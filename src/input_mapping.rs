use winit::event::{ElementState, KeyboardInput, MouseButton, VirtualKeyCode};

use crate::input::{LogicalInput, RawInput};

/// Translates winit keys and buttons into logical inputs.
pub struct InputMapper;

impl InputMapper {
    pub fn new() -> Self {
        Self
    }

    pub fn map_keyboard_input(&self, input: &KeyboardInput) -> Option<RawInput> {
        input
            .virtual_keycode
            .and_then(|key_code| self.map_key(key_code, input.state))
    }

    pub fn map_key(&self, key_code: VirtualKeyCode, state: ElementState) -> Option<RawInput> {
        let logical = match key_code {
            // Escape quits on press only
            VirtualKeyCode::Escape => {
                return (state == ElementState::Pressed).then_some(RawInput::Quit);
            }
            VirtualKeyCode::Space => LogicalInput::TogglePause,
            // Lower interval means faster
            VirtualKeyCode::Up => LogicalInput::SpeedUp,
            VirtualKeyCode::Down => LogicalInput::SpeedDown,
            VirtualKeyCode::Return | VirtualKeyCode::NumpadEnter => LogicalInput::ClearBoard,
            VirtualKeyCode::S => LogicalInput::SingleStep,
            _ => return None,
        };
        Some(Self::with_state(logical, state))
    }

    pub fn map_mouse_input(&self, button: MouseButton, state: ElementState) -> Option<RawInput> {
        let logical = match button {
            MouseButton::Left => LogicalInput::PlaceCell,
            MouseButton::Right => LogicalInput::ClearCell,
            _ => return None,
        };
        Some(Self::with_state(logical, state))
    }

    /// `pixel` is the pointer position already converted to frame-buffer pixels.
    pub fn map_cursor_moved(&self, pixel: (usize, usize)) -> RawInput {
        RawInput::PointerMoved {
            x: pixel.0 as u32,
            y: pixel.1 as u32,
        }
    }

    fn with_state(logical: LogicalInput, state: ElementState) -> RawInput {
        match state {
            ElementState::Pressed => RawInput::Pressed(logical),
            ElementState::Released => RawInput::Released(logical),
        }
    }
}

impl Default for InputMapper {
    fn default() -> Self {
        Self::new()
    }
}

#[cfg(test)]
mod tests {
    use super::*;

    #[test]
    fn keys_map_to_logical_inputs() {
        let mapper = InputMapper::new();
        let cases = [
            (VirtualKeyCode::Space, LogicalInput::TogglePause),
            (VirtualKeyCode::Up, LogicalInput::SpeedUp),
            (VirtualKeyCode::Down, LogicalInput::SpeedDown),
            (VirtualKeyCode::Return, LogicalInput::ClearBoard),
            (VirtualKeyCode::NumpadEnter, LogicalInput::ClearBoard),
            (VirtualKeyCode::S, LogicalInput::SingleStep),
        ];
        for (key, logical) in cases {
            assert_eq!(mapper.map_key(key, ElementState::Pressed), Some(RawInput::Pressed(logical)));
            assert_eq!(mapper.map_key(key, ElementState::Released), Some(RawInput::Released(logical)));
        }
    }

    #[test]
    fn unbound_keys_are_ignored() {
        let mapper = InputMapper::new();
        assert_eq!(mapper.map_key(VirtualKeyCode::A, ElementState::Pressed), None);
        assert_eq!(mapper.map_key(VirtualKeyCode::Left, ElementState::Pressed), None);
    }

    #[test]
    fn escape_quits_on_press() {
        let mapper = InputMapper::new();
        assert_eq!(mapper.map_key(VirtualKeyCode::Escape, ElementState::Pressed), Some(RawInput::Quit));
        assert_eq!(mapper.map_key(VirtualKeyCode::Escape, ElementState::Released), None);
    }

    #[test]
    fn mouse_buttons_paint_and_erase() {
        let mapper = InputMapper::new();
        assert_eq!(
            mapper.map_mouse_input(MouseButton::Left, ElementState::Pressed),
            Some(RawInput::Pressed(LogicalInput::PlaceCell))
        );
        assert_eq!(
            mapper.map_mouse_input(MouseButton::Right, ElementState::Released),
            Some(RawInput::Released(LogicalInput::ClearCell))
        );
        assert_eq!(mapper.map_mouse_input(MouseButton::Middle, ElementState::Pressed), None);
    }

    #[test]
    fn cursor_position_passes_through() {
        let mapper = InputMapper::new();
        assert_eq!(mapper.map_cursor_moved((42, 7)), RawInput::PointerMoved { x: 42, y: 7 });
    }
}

Your objective:
Working through the records above, copy each one exactly.

Response:
filename src/input_mapping.rs
use winit::event::{ElementState, KeyboardInput, MouseButton, VirtualKeyCode};

use crate::input::{LogicalInput, RawInput};

/// Translates winit keys and buttons into logical inputs.
pub struct InputMapper;

impl InputMapper {
    pub fn new() -> Self {
        Self
    }

    pub fn map_keyboard_input(&self, input: &KeyboardInput) -> Option<RawInput> {
        input
            .virtual_keycode
            .and_then(|key_code| self.map_key(key_code, input.state))
    }

    pub fn map_key(&self, key_code: VirtualKeyCode, state: ElementState) -> Option<RawInput> {
        let logical = match key_code {
            // Escape quits on press only
            VirtualKeyCode::Escape => {
                return (state == ElementState::Pressed).then_some(RawInput::Quit);
            }
            VirtualKeyCode::Space => LogicalInput::TogglePause,
            // Lower interval means faster
            VirtualKeyCode::Up => LogicalInput::SpeedUp,
            VirtualKeyCode::Down => LogicalInput::SpeedDown,
            VirtualKeyCode::Return | VirtualKeyCode::NumpadEnter => LogicalInput::ClearBoard,
            VirtualKeyCode::S => LogicalInput::SingleStep,
            _ => return None,
        };
        Some(Self::with_state(logical, state))
    }

    pub fn map_mouse_input(&self, button: MouseButton, state: ElementState) -> Option<RawInput> {
        let logical = match button {
            MouseButton::Left => LogicalInput::PlaceCell,
            MouseButton::Right => LogicalInput::ClearCell,
            _ => return None,
        };
        Some(Self::with_state(logical, state))
    }

    /// `pixel` is the pointer position already converted to frame-buffer pixels.
    pub fn map_cursor_moved(&self, pixel: (usize, usize)) -> RawInput {
        RawInput::PointerMoved {
            x: pixel.0 as u32,
            y: pixel.1 as u32,
        }
    }

    fn with_state(logical: LogicalInput, state: ElementState) -> RawInput {
        match state {
            ElementState::Pressed => RawInput::Pressed(logical),
            ElementState::Released => RawInput::Released(logical),
        }
    }
}

impl Default for InputMapper {
    fn default() -> Self {
        Self::new()
    }
}

#[cfg(test)]
mod tests {
    use super::*;

    #[test]
    fn keys_map_to_logical_inputs() {
        let mapper = InputMapper::new();
        let cases = [
            (VirtualKeyCode::Space, LogicalInput::TogglePause),
            (VirtualKeyCode::Up, LogicalInput::SpeedUp),
            (VirtualKeyCode::Down, LogicalInput::SpeedDown),
            (VirtualKeyCode::Return, LogicalInput::ClearBoard),
            (VirtualKeyCode::NumpadEnter, LogicalInput::ClearBoard),
            (VirtualKeyCode::S, LogicalInput::SingleStep),
        ];
        for (key, logical) in cases {
            assert_eq!(mapper.map_key(key, ElementState::Pressed), Some(RawInput::Pressed(logical)));
            assert_eq!(mapper.map_key(key, ElementState::Released), Some(RawInput::Released(logical)));
        }
    }

    #[test]
    fn unbound_keys_are_ignored() {
        let mapper = InputMapper::new();
        assert_eq!(mapper.map_key(VirtualKeyCode::A, ElementState::Pressed), None);
        assert_eq!(mapper.map_key(VirtualKeyCode::Left, ElementState::Pressed), None);
    }

    #[test]
    fn escape_quits_on_press() {
        let mapper = InputMapper::new();
        assert_eq!(mapper.map_key(VirtualKeyCode::Escape, ElementState::Pressed), Some(RawInput::Quit));
        assert_eq!(mapper.map_key(VirtualKeyCode::Escape, ElementState::Released), None);
    }

    #[test]
    fn mouse_buttons_paint_and_erase() {
        let mapper = InputMapper::new();
        assert_eq!(
            mapper.map_mouse_input(MouseButton::Left, ElementState::Pressed),
            Some(RawInput::Pressed(LogicalInput::PlaceCell))
        );
        assert_eq!(
            mapper.map_mouse_input(MouseButton::Right, ElementState::Released),
            Some(RawInput::Released(LogicalInput::ClearCell))
        );
        assert_eq!(mapper.map_mouse_input(MouseButton::Middle, ElementState::Pressed), None);
    }

    #[test]
    fn cursor_position_passes_through() {
        let mapper = InputMapper::new();
        assert_eq!(mapper.map_cursor_moved((42, 7)), RawInput::PointerMoved { x: 42, y: 7 });
    }
}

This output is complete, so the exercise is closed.